**Excerpted data:**
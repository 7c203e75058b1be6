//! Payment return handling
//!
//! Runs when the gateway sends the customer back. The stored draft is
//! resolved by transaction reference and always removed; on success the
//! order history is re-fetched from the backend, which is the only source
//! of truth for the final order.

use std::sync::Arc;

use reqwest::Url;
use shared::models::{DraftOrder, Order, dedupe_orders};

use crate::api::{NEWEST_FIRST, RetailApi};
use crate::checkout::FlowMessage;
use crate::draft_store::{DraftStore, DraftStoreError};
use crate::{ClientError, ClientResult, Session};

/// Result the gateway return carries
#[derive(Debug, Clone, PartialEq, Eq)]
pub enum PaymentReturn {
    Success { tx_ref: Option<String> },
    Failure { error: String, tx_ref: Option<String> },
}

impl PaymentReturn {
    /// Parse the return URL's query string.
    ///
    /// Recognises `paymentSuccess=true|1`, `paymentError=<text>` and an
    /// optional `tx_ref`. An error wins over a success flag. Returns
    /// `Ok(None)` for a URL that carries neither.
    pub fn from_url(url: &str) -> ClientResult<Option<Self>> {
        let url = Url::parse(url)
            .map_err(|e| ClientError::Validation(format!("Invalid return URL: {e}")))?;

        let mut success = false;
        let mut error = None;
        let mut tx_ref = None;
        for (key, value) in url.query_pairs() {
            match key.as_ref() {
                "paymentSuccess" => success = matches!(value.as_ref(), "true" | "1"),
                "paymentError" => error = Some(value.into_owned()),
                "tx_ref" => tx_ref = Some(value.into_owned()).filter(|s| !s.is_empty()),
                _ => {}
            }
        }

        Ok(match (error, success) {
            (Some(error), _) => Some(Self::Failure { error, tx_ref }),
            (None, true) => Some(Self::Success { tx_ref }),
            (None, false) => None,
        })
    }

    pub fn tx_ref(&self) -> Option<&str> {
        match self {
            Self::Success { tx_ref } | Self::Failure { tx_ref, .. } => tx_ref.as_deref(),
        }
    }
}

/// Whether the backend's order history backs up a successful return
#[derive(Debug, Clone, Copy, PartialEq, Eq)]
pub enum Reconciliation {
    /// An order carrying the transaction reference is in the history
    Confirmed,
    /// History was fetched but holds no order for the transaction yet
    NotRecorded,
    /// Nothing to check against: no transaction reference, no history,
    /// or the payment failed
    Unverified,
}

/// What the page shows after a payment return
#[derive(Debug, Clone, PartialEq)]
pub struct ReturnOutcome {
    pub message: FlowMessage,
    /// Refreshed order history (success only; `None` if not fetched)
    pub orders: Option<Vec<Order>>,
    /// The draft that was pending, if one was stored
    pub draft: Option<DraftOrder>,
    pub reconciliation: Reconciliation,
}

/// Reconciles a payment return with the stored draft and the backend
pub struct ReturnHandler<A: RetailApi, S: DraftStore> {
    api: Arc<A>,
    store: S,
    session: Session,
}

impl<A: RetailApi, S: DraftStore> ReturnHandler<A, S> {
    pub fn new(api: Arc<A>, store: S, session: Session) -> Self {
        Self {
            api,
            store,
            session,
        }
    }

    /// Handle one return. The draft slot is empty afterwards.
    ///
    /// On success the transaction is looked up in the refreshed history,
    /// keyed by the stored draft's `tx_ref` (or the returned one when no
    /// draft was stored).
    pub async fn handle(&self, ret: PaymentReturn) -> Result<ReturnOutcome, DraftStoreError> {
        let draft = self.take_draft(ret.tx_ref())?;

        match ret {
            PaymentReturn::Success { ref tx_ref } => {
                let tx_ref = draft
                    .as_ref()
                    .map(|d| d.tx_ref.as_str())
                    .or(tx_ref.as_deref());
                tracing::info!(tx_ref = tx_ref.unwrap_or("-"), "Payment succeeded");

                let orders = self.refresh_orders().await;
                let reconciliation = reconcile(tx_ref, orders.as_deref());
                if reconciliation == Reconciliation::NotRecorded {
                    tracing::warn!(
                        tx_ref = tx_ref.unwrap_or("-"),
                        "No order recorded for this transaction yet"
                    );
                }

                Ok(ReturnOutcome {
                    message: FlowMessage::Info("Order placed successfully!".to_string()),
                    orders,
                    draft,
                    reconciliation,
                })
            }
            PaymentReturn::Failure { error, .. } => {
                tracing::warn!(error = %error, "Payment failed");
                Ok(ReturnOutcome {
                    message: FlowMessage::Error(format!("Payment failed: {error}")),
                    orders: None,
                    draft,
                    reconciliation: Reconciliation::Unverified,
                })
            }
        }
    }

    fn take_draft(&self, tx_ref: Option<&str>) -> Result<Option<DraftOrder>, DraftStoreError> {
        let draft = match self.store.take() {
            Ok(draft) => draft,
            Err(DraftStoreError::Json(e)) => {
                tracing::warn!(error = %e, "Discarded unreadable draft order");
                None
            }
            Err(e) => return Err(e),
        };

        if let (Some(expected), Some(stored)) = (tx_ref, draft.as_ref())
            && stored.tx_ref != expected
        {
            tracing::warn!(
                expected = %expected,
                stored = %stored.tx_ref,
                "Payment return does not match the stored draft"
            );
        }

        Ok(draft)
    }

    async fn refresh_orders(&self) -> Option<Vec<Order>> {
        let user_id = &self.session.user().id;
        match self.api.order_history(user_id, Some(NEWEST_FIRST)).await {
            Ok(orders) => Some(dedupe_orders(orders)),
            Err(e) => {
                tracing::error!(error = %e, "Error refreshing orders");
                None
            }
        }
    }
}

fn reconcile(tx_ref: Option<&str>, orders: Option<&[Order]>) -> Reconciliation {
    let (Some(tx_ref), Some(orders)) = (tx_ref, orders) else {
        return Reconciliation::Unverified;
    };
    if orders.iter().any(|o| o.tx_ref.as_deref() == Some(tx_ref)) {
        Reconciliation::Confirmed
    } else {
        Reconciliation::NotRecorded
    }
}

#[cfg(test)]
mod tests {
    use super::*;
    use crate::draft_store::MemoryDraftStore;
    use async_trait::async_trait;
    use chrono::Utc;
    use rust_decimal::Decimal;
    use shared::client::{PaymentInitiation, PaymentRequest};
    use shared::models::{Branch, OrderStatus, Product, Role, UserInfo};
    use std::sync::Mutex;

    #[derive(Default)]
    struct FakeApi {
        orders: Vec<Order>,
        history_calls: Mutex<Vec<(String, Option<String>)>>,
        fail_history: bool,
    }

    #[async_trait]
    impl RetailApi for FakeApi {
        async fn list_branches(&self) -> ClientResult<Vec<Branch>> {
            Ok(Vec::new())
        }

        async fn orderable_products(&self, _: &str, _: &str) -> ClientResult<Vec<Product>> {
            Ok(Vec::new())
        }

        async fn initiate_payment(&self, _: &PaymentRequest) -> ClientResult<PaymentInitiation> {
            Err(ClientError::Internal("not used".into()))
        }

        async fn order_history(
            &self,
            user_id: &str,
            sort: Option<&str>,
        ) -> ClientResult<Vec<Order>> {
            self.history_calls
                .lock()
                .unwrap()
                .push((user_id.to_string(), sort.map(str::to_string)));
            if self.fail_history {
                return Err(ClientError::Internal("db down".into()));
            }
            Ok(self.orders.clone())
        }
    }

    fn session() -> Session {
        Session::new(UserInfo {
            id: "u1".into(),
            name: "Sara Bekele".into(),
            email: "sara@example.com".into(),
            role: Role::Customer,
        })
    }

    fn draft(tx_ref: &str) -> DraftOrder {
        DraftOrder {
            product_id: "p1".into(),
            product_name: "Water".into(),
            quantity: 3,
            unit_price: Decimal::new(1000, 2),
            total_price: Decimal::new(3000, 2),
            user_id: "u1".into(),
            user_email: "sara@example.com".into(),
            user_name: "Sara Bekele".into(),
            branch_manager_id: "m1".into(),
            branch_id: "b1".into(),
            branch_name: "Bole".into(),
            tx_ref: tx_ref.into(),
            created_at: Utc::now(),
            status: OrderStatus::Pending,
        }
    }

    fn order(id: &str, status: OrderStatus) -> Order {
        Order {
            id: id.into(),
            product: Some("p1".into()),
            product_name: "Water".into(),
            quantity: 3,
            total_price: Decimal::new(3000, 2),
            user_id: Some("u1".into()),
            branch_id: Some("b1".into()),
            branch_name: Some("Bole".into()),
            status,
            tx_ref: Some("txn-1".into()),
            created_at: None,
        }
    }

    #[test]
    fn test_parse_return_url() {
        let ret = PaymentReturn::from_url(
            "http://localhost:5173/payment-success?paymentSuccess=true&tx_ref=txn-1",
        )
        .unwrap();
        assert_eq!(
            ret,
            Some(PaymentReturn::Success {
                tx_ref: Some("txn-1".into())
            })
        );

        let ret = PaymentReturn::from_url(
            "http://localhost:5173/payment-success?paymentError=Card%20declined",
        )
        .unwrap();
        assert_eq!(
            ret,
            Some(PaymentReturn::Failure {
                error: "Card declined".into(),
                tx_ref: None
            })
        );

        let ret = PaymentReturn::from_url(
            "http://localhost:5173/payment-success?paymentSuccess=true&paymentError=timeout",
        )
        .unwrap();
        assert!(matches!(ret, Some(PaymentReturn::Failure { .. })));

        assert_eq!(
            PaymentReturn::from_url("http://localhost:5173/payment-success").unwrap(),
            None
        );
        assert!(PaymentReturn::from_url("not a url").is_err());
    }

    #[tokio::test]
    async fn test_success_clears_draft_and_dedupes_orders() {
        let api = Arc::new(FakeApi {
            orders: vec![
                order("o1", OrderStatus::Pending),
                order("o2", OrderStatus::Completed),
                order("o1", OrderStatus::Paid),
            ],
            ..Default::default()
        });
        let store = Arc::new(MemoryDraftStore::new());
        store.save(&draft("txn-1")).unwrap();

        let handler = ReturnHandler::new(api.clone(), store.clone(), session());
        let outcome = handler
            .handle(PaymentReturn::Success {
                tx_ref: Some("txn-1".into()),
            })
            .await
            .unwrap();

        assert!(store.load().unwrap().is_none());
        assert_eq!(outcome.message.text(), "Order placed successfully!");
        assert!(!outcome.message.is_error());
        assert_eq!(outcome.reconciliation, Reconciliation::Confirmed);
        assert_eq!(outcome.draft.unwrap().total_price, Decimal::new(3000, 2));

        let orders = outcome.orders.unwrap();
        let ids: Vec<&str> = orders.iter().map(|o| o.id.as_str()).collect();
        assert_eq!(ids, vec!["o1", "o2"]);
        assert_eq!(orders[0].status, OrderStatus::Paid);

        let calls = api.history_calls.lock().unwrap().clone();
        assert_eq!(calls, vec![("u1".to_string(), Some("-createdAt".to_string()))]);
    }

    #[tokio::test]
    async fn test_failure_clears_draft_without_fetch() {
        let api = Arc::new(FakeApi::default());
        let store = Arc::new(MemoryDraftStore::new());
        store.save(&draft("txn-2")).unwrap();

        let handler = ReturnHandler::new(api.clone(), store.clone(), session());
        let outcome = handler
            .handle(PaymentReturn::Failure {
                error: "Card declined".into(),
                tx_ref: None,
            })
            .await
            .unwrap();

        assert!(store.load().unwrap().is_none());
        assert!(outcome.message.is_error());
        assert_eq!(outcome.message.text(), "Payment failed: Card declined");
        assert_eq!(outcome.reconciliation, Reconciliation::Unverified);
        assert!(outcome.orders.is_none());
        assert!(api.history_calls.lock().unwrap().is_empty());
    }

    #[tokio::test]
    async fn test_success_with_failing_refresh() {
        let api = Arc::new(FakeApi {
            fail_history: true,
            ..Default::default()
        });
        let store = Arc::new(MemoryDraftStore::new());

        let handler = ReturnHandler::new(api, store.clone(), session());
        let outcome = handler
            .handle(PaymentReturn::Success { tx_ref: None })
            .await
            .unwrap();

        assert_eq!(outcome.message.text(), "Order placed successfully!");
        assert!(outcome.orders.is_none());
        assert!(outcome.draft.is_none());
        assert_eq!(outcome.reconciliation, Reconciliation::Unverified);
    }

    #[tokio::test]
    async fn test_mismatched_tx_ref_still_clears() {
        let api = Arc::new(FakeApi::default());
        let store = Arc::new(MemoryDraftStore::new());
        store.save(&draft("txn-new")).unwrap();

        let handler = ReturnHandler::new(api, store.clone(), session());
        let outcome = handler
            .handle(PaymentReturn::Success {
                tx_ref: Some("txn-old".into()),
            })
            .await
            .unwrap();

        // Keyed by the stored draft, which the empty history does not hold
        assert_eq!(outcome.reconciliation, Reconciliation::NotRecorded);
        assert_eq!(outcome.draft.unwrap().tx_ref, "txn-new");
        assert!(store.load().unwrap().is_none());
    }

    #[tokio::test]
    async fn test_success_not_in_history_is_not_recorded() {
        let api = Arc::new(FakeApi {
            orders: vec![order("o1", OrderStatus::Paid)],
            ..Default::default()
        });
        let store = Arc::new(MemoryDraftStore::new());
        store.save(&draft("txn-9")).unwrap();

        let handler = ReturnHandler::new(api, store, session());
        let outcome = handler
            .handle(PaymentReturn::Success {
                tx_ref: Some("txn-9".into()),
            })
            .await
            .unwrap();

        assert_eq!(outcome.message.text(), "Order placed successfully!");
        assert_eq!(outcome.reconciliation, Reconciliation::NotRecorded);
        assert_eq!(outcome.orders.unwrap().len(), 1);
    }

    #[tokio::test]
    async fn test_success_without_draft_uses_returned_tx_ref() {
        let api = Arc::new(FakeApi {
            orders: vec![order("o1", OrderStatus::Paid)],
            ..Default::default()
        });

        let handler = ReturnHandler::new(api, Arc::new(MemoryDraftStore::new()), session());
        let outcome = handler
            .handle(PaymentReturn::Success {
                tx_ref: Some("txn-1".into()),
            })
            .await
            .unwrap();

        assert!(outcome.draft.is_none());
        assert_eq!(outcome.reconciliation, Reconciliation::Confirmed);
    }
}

**Instructions for the task:**
Repeat, exactly and only, the lines from the beginning of the material through the line that contains "the only source".

**Response area:**
repository 7c203e75058b1be6
//! Payment return handling
//!
//! Runs when the gateway sends the customer back. The stored draft is
//! resolved by transaction reference and always removed; on success the
//! order history is re-fetched from the backend, which is the only source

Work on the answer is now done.